Exercise aim: Looking through the data below, work out how many lines have the word "facing". Reply with that number only.

————

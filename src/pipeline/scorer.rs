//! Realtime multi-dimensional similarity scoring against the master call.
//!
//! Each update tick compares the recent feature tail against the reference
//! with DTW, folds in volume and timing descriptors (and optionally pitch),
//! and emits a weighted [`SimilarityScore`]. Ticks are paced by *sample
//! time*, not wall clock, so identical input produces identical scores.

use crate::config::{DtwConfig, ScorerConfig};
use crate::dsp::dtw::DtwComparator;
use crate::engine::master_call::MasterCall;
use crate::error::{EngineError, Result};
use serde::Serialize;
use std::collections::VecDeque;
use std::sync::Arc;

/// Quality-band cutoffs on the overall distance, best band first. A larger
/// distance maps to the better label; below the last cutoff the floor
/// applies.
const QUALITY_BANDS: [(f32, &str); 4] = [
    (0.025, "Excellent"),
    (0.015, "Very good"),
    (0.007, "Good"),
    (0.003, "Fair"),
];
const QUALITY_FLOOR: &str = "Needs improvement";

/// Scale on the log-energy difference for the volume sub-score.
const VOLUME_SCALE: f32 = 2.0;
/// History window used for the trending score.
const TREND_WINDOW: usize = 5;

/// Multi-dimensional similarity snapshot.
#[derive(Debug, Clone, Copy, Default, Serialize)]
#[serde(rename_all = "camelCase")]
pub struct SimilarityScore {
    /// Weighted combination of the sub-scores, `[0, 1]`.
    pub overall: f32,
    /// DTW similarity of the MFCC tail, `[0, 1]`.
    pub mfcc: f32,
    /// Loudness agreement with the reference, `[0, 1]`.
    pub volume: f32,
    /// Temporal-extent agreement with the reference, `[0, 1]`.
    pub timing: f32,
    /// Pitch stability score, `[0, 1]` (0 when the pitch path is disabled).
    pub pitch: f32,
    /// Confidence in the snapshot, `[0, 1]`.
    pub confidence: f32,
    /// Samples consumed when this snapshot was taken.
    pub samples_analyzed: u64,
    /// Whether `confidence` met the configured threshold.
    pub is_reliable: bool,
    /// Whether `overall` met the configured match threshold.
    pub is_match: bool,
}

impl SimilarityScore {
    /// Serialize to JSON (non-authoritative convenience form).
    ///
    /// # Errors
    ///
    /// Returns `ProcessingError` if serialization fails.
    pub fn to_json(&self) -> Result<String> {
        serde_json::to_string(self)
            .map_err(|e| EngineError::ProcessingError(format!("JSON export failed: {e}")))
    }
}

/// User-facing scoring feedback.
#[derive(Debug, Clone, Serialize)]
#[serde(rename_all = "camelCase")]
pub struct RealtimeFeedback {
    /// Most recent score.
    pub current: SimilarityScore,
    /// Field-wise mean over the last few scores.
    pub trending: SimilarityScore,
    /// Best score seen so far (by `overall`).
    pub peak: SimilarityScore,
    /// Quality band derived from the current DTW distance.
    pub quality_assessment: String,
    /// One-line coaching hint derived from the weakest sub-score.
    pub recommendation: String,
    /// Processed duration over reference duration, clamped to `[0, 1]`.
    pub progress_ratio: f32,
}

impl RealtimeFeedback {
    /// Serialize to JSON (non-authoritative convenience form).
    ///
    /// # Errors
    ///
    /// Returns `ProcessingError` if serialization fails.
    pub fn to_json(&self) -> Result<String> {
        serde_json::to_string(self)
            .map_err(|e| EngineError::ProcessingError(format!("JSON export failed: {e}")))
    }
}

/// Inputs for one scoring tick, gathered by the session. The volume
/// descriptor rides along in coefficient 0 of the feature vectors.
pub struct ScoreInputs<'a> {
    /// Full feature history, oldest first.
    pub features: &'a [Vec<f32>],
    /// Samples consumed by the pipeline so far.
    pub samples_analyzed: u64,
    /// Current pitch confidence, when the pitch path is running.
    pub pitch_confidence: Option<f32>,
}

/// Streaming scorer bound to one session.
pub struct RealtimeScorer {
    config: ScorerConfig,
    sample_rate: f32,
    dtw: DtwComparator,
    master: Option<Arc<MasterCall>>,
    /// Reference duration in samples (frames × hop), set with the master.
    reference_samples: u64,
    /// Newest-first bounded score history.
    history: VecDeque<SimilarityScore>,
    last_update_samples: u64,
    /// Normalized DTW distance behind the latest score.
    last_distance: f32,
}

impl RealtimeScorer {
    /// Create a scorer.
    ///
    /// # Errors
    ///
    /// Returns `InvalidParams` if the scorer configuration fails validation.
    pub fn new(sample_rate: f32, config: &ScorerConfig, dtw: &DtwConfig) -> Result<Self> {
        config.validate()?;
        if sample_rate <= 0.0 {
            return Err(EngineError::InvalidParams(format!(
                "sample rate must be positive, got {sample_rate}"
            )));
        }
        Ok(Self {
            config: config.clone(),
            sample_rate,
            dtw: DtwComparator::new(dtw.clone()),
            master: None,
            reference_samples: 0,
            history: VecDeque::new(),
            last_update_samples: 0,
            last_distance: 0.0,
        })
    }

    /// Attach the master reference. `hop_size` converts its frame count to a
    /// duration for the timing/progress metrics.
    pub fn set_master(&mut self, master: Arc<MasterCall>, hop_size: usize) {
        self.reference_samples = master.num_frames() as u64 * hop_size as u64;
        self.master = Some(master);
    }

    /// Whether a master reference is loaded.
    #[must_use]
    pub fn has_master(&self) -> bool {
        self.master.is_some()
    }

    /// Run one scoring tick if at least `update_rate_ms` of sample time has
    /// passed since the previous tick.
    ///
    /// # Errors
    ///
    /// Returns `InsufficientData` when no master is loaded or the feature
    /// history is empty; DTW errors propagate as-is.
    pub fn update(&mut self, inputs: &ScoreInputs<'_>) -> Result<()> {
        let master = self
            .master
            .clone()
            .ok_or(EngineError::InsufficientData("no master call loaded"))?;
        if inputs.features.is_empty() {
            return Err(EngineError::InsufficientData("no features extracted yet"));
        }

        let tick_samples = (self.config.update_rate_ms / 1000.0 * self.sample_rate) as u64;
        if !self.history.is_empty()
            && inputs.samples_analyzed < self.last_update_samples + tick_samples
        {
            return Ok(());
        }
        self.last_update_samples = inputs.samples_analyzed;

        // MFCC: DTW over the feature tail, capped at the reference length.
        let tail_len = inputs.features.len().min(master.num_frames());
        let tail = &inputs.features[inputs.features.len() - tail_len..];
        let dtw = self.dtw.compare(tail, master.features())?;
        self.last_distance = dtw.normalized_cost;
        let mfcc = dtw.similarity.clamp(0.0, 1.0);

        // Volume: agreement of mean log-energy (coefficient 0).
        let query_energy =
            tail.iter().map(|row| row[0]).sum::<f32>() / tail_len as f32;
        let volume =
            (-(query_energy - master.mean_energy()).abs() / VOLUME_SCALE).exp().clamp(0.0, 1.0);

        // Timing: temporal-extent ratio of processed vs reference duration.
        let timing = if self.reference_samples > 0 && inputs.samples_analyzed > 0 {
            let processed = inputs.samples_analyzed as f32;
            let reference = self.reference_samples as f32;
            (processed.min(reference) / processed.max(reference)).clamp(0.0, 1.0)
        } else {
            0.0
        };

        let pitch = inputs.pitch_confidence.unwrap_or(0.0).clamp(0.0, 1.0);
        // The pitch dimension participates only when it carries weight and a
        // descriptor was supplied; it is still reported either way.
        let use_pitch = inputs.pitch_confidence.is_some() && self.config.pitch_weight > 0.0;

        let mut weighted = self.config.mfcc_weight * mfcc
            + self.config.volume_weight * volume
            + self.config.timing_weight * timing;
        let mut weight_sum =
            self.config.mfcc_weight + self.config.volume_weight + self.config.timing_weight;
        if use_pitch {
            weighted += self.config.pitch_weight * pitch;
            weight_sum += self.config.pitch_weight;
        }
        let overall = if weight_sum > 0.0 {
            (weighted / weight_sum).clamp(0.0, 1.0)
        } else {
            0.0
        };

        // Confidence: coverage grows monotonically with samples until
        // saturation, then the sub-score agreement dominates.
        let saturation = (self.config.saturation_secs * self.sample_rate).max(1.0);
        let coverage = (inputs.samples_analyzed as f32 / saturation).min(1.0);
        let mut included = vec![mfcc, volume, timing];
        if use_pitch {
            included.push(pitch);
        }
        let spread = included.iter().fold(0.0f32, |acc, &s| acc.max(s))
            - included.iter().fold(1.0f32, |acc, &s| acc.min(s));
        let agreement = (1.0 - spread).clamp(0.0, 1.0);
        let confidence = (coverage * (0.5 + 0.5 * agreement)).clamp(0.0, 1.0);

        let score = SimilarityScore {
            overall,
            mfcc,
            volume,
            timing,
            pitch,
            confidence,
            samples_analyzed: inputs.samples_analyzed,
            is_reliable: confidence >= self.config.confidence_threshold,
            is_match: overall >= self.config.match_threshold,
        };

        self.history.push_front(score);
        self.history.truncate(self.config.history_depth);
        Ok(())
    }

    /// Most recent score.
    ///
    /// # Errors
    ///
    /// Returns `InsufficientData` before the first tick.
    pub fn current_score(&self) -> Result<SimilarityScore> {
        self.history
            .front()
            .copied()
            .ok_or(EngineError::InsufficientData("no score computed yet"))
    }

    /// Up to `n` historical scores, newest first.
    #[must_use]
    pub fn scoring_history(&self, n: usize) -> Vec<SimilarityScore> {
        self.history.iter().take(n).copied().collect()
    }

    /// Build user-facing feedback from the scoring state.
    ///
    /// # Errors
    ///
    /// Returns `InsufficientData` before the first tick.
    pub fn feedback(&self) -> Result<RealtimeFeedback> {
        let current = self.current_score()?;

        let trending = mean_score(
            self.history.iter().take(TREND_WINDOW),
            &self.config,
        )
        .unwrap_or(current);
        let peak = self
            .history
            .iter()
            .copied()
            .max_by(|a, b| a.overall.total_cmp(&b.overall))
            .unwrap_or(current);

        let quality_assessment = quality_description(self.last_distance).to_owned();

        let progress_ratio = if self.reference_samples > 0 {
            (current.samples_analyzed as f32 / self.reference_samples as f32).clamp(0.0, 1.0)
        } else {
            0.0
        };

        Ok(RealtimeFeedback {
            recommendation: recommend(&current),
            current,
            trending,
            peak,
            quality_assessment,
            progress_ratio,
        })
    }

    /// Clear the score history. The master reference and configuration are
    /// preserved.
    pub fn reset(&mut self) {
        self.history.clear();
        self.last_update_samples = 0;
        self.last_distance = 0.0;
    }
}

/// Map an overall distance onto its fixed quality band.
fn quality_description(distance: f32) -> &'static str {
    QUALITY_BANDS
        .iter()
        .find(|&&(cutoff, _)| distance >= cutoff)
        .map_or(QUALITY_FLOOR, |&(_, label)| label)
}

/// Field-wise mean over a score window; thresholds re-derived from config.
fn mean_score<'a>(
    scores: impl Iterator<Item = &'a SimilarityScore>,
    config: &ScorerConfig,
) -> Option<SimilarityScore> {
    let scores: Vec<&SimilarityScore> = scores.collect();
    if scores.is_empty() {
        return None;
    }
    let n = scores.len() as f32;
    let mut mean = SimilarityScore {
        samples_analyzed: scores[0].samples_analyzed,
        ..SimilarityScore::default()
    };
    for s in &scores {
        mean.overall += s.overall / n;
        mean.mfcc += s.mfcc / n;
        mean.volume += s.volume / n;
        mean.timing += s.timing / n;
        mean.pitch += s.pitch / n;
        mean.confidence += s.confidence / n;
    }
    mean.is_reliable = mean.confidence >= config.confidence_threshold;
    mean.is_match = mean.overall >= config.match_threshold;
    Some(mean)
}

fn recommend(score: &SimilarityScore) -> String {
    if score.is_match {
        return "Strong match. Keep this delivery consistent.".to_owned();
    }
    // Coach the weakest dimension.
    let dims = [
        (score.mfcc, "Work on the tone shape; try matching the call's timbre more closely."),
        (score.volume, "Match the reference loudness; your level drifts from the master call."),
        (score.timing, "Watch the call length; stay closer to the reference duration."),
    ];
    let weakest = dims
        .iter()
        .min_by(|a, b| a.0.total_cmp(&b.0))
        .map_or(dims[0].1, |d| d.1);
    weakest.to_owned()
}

————

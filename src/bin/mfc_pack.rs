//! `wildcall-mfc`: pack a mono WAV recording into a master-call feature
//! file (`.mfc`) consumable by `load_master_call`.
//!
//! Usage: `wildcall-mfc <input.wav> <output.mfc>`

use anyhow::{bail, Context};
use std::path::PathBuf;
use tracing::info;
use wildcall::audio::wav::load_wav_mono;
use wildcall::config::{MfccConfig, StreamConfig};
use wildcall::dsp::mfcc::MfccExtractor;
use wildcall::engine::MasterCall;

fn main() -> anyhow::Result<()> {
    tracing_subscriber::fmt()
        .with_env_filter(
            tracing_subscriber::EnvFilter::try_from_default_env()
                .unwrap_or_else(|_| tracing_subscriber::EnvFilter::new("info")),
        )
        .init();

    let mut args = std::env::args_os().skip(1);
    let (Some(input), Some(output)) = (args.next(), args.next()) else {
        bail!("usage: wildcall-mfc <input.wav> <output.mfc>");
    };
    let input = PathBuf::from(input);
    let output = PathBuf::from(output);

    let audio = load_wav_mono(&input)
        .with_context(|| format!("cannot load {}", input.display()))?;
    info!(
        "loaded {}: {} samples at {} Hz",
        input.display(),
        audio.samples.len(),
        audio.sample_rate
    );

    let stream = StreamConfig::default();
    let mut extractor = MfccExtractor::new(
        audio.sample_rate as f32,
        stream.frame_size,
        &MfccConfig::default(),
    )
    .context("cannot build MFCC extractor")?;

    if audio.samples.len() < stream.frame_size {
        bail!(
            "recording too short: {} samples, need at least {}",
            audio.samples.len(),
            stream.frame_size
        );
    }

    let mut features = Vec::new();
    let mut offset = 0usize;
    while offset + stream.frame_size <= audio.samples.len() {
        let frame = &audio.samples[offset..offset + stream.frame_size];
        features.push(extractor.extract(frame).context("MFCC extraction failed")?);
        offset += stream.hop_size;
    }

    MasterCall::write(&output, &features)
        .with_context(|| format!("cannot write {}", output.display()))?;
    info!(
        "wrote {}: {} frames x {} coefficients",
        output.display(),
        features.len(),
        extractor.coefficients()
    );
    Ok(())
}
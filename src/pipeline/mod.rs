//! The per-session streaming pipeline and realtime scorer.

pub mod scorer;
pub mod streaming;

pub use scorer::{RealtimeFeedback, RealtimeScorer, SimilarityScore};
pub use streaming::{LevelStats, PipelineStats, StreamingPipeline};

————

Task solution: 2